Nous cherchions un prétexte pour lui adresser la parole, lorsque, se mettant tout à coup en rapport d’idées avec nous, par une naïveté d’expansion extraordinaire :

« Vous m’avez vu baiser ce marbre, nous dit-il, et ce vieillard s’est prosterné sur ces tombeaux. Ne prenez pas ceci pour des actes d’idolâtrie. On baise le vêtement d’un saint, comme on porte sur son cœur le gage de l’amour et de l’amitié. La dépouille des morts n’est qu’un vêtement usé. Nous ne le foulons pas sous les pieds avec indifférence ; nous le gardons avec respect et nous nous en détachons avec regret. Ô mon père, ô mes parents bien-aimés ! je sais bien que vous n’êtes pas ici, et ces inscriptions mentent quand elles disent : Ici reposent les Rudolstadt ! Les Rudolstadt sont tous debout, tous vivants et agissants dans le monde selon la volonté de Dieu. Il n’y a sous ces marbres que des ossements, des formes où la vie s’est produite et qu’elle a abandonnées pour revêtir d’autres formes.
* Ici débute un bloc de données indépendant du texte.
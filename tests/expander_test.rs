use std::collections::HashMap;
use std::fs;
use std::path::Path;

use flowbatch::runtime::FolderExpander;
use flowbatch::template::InputSet;
use serde_json::{Value, json};

fn touch(dir: &Path, names: &[&str]) {
    for name in names {
        fs::write(dir.join(name), b"x").expect("Failed to write temp file");
    }
}

fn inputs(doc: Value) -> InputSet {
    doc.as_object().cloned().expect("object")
}

fn path_str(dir: &Path, name: &str) -> Value {
    json!(dir.join(name).to_string_lossy())
}

#[test]
fn test_primary_folder_drives_job_count_and_secondary_repeats_last() {
    let primary = tempfile::tempdir().expect("Failed to create temp dir");
    let secondary = tempfile::tempdir().expect("Failed to create temp dir");
    touch(primary.path(), &["e.png", "a.png", "c.PNG", "b.jpg", "d.webp", "notes.txt"]);
    touch(secondary.path(), &["mask2.png", "mask1.png"]);

    let set = inputs(json!({
        "image": primary.path().to_string_lossy(),
        "mask_image": secondary.path().to_string_lossy(),
        "seed": "7"
    }));
    let types = HashMap::new();
    let jobs = FolderExpander::new(&types).expand(&set).expect("expansion");

    assert_eq!(jobs.len(), 5);
    let images: Vec<_> = jobs.iter().map(|j| j["image"].clone()).collect();
    assert_eq!(
        images,
        vec![
            path_str(primary.path(), "a.png"),
            path_str(primary.path(), "b.jpg"),
            path_str(primary.path(), "c.PNG"),
            path_str(primary.path(), "d.webp"),
            path_str(primary.path(), "e.png"),
        ]
    );

    assert_eq!(jobs[0]["mask_image"], path_str(secondary.path(), "mask1.png"));
    assert_eq!(jobs[1]["mask_image"], path_str(secondary.path(), "mask2.png"));
    for job in &jobs[2..] {
        assert_eq!(job["mask_image"], path_str(secondary.path(), "mask2.png"));
    }
    assert!(jobs.iter().all(|j| j["seed"] == json!("7")));
}

#[test]
fn test_declared_type_selects_extensions() {
    let dir = tempfile::tempdir().expect("Failed to create temp dir");
    touch(dir.path(), &["clip.mp4", "clip2.MOV", "frame.png", "voice.wav"]);

    let set = inputs(json!({ "source": dir.path().to_string_lossy() }));
    let types = HashMap::from([("source".to_string(), "video".to_string())]);
    let jobs = FolderExpander::new(&types).expand(&set).expect("expansion");

    assert_eq!(jobs.len(), 2);
    assert_eq!(jobs[0]["source"], path_str(dir.path(), "clip.mp4"));
    assert_eq!(jobs[1]["source"], path_str(dir.path(), "clip2.MOV"));
}

#[test]
fn test_untyped_folder_takes_all_media() {
    let dir = tempfile::tempdir().expect("Failed to create temp dir");
    touch(dir.path(), &["a.mp3", "b.png", "c.mkv", "d.json"]);

    let set = inputs(json!({ "media": dir.path().to_string_lossy() }));
    let types = HashMap::new();
    let jobs = FolderExpander::new(&types).expand(&set).expect("expansion");
    assert_eq!(jobs.len(), 3);
}

#[test]
fn test_folder_without_matches_stays_a_plain_value() {
    let dir = tempfile::tempdir().expect("Failed to create temp dir");
    touch(dir.path(), &["readme.md"]);

    let set = inputs(json!({ "image": dir.path().to_string_lossy(), "seed": 1 }));
    let types = HashMap::new();
    let jobs = FolderExpander::new(&types).expand(&set).expect("expansion");
    assert_eq!(jobs, vec![set]);
}

#[test]
fn test_expand_all_concatenates_input_sets() {
    let dir = tempfile::tempdir().expect("Failed to create temp dir");
    touch(dir.path(), &["1.png", "2.png"]);

    let sets = vec![
        inputs(json!({ "image": dir.path().to_string_lossy(), "prompt": "a" })),
        inputs(json!({ "prompt": "b" })),
    ];
    let types = HashMap::new();
    let jobs = FolderExpander::new(&types).expand_all(&sets).expect("expansion");

    assert_eq!(jobs.len(), 3);
    assert_eq!(jobs[2], sets[1]);
}
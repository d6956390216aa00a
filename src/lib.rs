pub mod config;
pub mod error;
pub mod graph;
pub mod loader;
pub mod remote;
pub mod runtime;
pub mod storage;
pub mod template;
Bénies soient les cendres des aïeux ! bénis soient l’herbe et le lierre qui les couronnent ! bénies la terre et la pierre qui les défendent ! mais béni, avant tout, soit le Dieu vivant qui dit aux morts : « Levez-vous et rentrez dans mon âme féconde ! où rien ne meurt, où tout se renouvelle et s’épure ! »

— Liverani ou Ziska Trismégiste, est-ce vous que je retrouve ici sur la tombe de vos ancêtres ? s’écria Spartacus éclairé d’une certitude céleste.
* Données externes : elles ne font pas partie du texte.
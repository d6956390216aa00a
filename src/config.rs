use std::env;
use std::path::PathBuf;
use std::time::Duration;

pub const DEFAULT_SERVER: &str = "127.0.0.1:8188";

/// Runtime settings shared by the CLI and the orchestrator.
#[derive(Debug, Clone)]
pub struct Settings {
    /// Engine address without scheme, e.g. `127.0.0.1:8188`.
    pub server_address: String,
    pub data_dir: PathBuf,
    pub poll_interval: Duration,
    pub job_timeout: Duration,
    /// How long a finished batch stays queryable.
    pub result_grace: Duration,
}

impl Default for Settings {
    fn default() -> Self {
        Self {
            server_address: DEFAULT_SERVER.to_string(),
            data_dir: PathBuf::from("data"),
            poll_interval: Duration::from_millis(500),
            job_timeout: Duration::from_secs(600),
            result_grace: Duration::from_secs(300),
        }
    }
}

impl Settings {
    /// Defaults, with the engine address taken from `COMFY_BASE_URL` when set.
    pub fn from_env() -> Self {
        let mut settings = Self::default();
        if let Ok(url) = env::var("COMFY_BASE_URL") {
            settings.server_address = strip_scheme(&url);
        }
        settings
    }

    pub fn workflows_dir(&self) -> PathBuf {
        self.data_dir.join("workflows")
    }

    pub fn templates_dir(&self) -> PathBuf {
        self.data_dir.join("templates")
    }

    pub fn outputs_dir(&self) -> PathBuf {
        self.data_dir.join("outputs")
    }
}

pub fn strip_scheme(address: &str) -> String {
    address
        .trim()
        .trim_start_matches("http://")
        .trim_start_matches("https://")
        .to_string()
}
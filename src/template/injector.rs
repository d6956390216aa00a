use serde_json::Value;

use super::cast::cast_value;
use super::pattern::{VAR_PATTERN, full_match_name};
use super::InputSet;
use crate::graph::{Graph, INPUTS};

/// Produces a concrete graph from `graph` and `values`; `graph` is not touched.
///
/// Composite keys (`<node>.<field>`) are applied first and overwrite the field
/// outright, links included. Bare names then fill placeholders. Unknown nodes
/// and unknown variables are ignored.
pub fn inject(graph: &Graph, values: &InputSet) -> Graph {
    let mut working = graph.clone();
    apply_direct(&mut working, values);

    let nodes = working
        .into_map()
        .into_iter()
        .map(|(id, node)| (id, rewrite(node, values)))
        .collect();
    Graph::from_map(nodes)
}

fn apply_direct(graph: &mut Graph, values: &InputSet) {
    for (key, value) in values {
        let Some((node_id, field)) = key.split_once('.') else {
            continue;
        };
        let target = graph
            .as_map_mut()
            .get_mut(node_id)
            .and_then(|node| node.get_mut(INPUTS))
            .and_then(Value::as_object_mut);
        if let Some(inputs) = target {
            inputs.insert(field.to_string(), cast_value(value));
        }
    }
}

fn rewrite(value: Value, values: &InputSet) -> Value {
    match value {
        Value::String(text) => substitute(text, values),
        Value::Object(map) => Value::Object(map.into_iter().map(|(k, v)| (k, rewrite(v, values))).collect()),
        Value::Array(items) => Value::Array(items.into_iter().map(|v| rewrite(v, values)).collect()),
        other => other,
    }
}

fn substitute(text: String, values: &InputSet) -> Value {
    if let Some(replacement) = full_match_name(&text).and_then(|name| values.get(name)) {
        return cast_value(replacement);
    }

    let spans: Vec<_> = VAR_PATTERN
        .captures_iter(&text)
        .filter_map(|caps| {
            let whole = caps.get(0)?;
            values.get(&caps["name"]).map(|v| (whole.range(), v))
        })
        .collect();
    if spans.is_empty() {
        return Value::String(text);
    }

    let mut out = text;
    for (range, replacement) in spans.into_iter().rev() {
        out.replace_range(range, &display_text(replacement));
    }
    Value::String(out)
}

/// Text used when a value is spliced into a larger string.
fn display_text(value: &Value) -> String {
    match value {
        Value::String(s) => s.clone(),
        other => other.to_string(),
    }
}
use serde::{Deserialize, Serialize};
use serde_json::Value;

use crate::graph::{Graph, INPUTS, is_link, node_title};

/// A literal node input that can be overridden by composite key.
#[derive(Debug, Clone, PartialEq, Serialize, Deserialize)]
pub struct InputDescriptor {
    /// `<node>.<field>`
    pub id: String,
    pub node_id: String,
    pub node_title: String,
    pub field: String,
    pub value: Value,
    #[serde(rename = "type")]
    pub input_type: String,
}

/// Lists the immediate literal inputs of every node.
///
/// Links and fields that are exactly a `**...**` placeholder are left out.
/// Strings mixing literal text with a placeholder are still listed.
pub fn scan_inputs(graph: &Graph) -> Vec<InputDescriptor> {
    let mut inputs = Vec::new();

    for (node_id, node) in graph.nodes() {
        let Some(fields) = node.get(INPUTS).and_then(Value::as_object) else {
            continue;
        };
        let title = node_title(node, "Unknown");

        for (field, value) in fields {
            if is_link(value) {
                continue;
            }
            if let Value::String(text) = value {
                if text.starts_with("**") && text.ends_with("**") {
                    continue;
                }
            }

            let input_type = if value.is_number() { "number" } else { "text" };
            inputs.push(InputDescriptor {
                id: format!("{node_id}.{field}"),
                node_id: node_id.clone(),
                node_title: title.to_string(),
                field: field.clone(),
                value: value.clone(),
                input_type: input_type.to_string(),
            });
        }
    }

    inputs
}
— Ni Liverani, ni Trismégiste, ni même Jean Ziska ! répondit l’inconnu. Des spectres ont assiégé ma jeunesse ignorante ; mais la lumière divine les a absorbés, et le nom des aïeux s’est effacé de ma mémoire. Mon nom est homme et je ne suis rien de plus que les autres hommes.

— Vos paroles sont profondes, mais elles indiquent de la méfiance, reprit le maître. Fiez-vous à ce signe ; ne le reconnaissez-vous pas ? »

Et aussitôt Spartacus lui fit les signes maçonniques des hauts grades.

« J’ai oublié ce langage, répondit l’inconnu. Je ne le méprise pas, mais il m’est devenu inutile. Frère, ne m’outrage pas en supposant que je me méfie de toi. Ton nom, à toi aussi, n’est-il pas homme ? Les hommes ne m’ont jamais fait de mal, ou, s’ils m’en ont fait, je ne le sais plus. C’était donc un mal très-borné, au prix du bien infini qu’ils peuvent se faire les uns aux autres et dont je dois leur savoir gré d’avance.

— Est-il possible, ô homme de bien, s’écria Spartacus, que tu ne comptes le temps pour rien dans ta notion et dans ton sentiment de la vie ?

— Le temps n’existe pas ; et si les hommes méditaient davantage l’essence divine, ils ne compteraient pas plus que moi les siècles et les années. Qu’importe à celui qui participe de Dieu au point d’être éternel, à celui qui a toujours vécu et qui ne cessera jamais de vivre, un peu plus ou un peu moins de sable au fond de la clepsydre ? La main qui retourne le sablier peut se hâter ou s’engourdir ; celle qui fournit le sable ne s’arrêtera pas.

— Tu veux dire que l’homme peut oublier de compter et de mesurer le temps, mais que la vie coule toujours abondante et féconde du sein de Dieu ? Est-ce là ta pensée ?

— Tu m’as compris, jeune homme. Mais j’ai une plus belle démonstration des grands mystères.